Reasons to Be Cheerful

One creative alternative to Christmas lights


I thought hard about adding a question mark to this entry’s heading. As the festive season gets into full swing, hundreds of Brent families remain officially homeless, while the sharp increase in  possession claims continues throughout the Borough. The 92 luxury-flat gated community in Willesden Green is swiftly and mercilessly occupying our public space and skyline (no sign of the new Library last time I looked), and more -largely unaffordable- high-rise developments are in the  pipeline at the Queensbury pub site, the Electric House building,  and now the old Willesden Green police station. One of our popular local schools, Gladstone Park Primary is due to be privatised in April. And on top of that, we don’t even get High Street Christmas lights or decorations this year or the next. Hardly reasons to be cheerful.

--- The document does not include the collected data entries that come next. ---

//! Discussion session engine
//!
//! This module provides the `SessionHandle` abstraction that manages:
//! - The one-second countdown that ends the session
//! - Scripted AI lines injected at randomized intervals
//! - The participant roster and the human's toggles
//! - The append-only transcript and transient reactions
//! - Lifecycle (Active → Ending → Ended) and cancellation of timed work

mod config;
mod error;
mod model;
mod scheduler;
mod session;
mod state;
mod stats;

pub use config::{
    SchedulerConfig, SessionConfig, DEFAULT_DURATION_SECS, DEFAULT_RESPONSES, DEFAULT_TOPIC,
    HUMAN_ID, HUMAN_NAME, REACTION_PALETTE,
};
pub use error::SessionError;
pub use model::{
    EndReason, GdSession, Participant, Reaction, SessionPhase, SessionSummary, TranscriptMessage,
};
pub use scheduler::Scheduler;
pub use session::SessionHandle;
pub use state::{Effect, FollowUp, SessionEvent, SessionNotice, SessionState};
pub use stats::{format_clock, SessionStats, LOW_TIME_THRESHOLD_SECS};
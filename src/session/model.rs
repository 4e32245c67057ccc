use chrono::{DateTime, Utc};
use serde::{Deserialize, Serialize};

/// A seat in the discussion room
#[derive(Debug, Clone, PartialEq, Eq, Serialize, Deserialize)]
#[serde(rename_all = "camelCase")]
pub struct Participant {
    pub id: String,
    pub name: String,

    /// True only for the human seat
    pub is_you: bool,
    pub is_muted: bool,
    pub is_video_off: bool,
    pub is_hand_raised: bool,

    /// Set for a short window after this participant's line is appended
    pub is_speaking: bool,
}

impl Participant {
    pub fn human(id: impl Into<String>, name: impl Into<String>) -> Self {
        Self {
            id: id.into(),
            name: name.into(),
            is_you: true,
            is_muted: true,
            is_video_off: false,
            is_hand_raised: false,
            is_speaking: false,
        }
    }

    pub fn ai(id: impl Into<String>, name: impl Into<String>) -> Self {
        Self {
            id: id.into(),
            name: name.into(),
            is_you: false,
            is_muted: false,
            is_video_off: false,
            is_hand_raised: false,
            is_speaking: false,
        }
    }

    pub fn muted(mut self, muted: bool) -> Self {
        self.is_muted = muted;
        self
    }

    pub fn video_off(mut self, video_off: bool) -> Self {
        self.is_video_off = video_off;
        self
    }
}

/// A single line in the discussion transcript
#[derive(Debug, Clone, PartialEq, Eq, Serialize, Deserialize)]
#[serde(rename_all = "camelCase")]
pub struct TranscriptMessage {
    pub id: String,
    pub participant_id: String,
    pub participant_name: String,
    pub content: String,
    pub timestamp: DateTime<Utc>,
    pub is_you: bool,
}

/// Floating emoji raised by the human, removed after a short window
#[derive(Debug, Clone, PartialEq, Eq, Serialize, Deserialize)]
#[serde(rename_all = "camelCase")]
pub struct Reaction {
    pub id: String,
    pub emoji: String,
    pub participant_id: String,
    pub timestamp: DateTime<Utc>,
}

/// Snapshot of the discussion room
#[derive(Debug, Clone, Serialize, Deserialize)]
#[serde(rename_all = "camelCase")]
pub struct GdSession {
    pub topic: String,

    /// Total length of the discussion in seconds
    pub duration: u32,
    pub participants: Vec<Participant>,
    pub transcript: Vec<TranscriptMessage>,
    pub reactions: Vec<Reaction>,
    pub start_time: DateTime<Utc>,
    pub is_recording: bool,
    pub is_screen_sharing: bool,
}

impl GdSession {
    /// The unique human participant
    pub fn you(&self) -> Option<&Participant> {
        self.participants.iter().find(|p| p.is_you)
    }

    pub fn ai_participants(&self) -> impl Iterator<Item = &Participant> {
        self.participants.iter().filter(|p| !p.is_you)
    }

    pub fn participant(&self, id: &str) -> Option<&Participant> {
        self.participants.iter().find(|p| p.id == id)
    }
}

/// Lifecycle of a session: Active → Ending → Ended
#[derive(Debug, Clone, Copy, PartialEq, Eq, Serialize, Deserialize)]
#[serde(rename_all = "snake_case")]
pub enum SessionPhase {
    Active,
    Ending,
    Ended,
}

impl SessionPhase {
    pub fn is_active(self) -> bool {
        matches!(self, SessionPhase::Active)
    }
}

/// Why a session left the active phase
#[derive(Debug, Clone, Copy, PartialEq, Eq, Serialize, Deserialize)]
#[serde(rename_all = "snake_case")]
pub enum EndReason {
    /// The countdown reached zero
    TimeUp,
    /// The consumer called `end_session`
    EndedByUser,
    /// The handle was disposed while still active
    Disposed,
}

/// Frozen view of a finished session, handed to the result generator
#[derive(Debug, Clone, Serialize, Deserialize)]
#[serde(rename_all = "camelCase")]
pub struct SessionSummary {
    pub topic: String,
    pub participants: Vec<Participant>,
    pub transcript: Vec<TranscriptMessage>,
    pub reason: EndReason,
    pub time_remaining: u32,
    pub ended_at: DateTime<Utc>,
}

Yet looking ahead into the new year, it turns out there are some glimmers of hope. People in Willesden Green and neighbouring wards have been mobilising to reverse the misery and pain designed by the ConDem coalition and delivered by our Labour-controlled Council. Brent Housing Action has established itself in a short time as the local campaign fighting racism, social cleansing and the victimisation of the most vulnerable residents in both the private and social housing sector of our Borough. The Save the Queensbury Campaign has finally –third time lucky – got Brent to recognise our community pub as an Asset of Community Value (that now makes two in the whole of the Borough). This status should count as a material consideration in the Council’s decision on planning permission, and residents’ objections  to Fairview’s proposed scheme are piling up on the Planning application website. Separately, a working group issuing from the Willesden Green Town Team has recently been established to prepare a Neighbourhood Development Plan which, if supported by widespread participation, could offer residents some real power in designing our area’s built environment.  Even in Gladstone Park Primary there seems to be some positive movement: six months after the Parent Action Group suggested ways to keep  the school under local authority control, it seems Brent has finally listened – as of January the school will share an Executive Head with an outstanding Camden school, effectively forging a ‘soft’ federation across two local authorities.

None of this, of course, is to say these various campaigns are on a path to victory. There are all kinds of powerful obstacles in the way of making Willesden Green more democratic; in keeping our neighbourhood socially mixed, protecting and extending our public spaces and services, and defending  the area from colonisation by developers. Some of these obstacles come in the shape of  dismal representation from our local Councillors and the three mainstream parties. But we have an opportunity to change that at the local Council elections on 22 May 2014. Willesden Green residents will each get to vote for three candidates next year – with my own independent grassroots candidacy seeking to give electoral voice to these various local campaigns there will at least be a real alternative at the ballot box. However small, and  in these times, that’s hopefully one reason to be cheerful.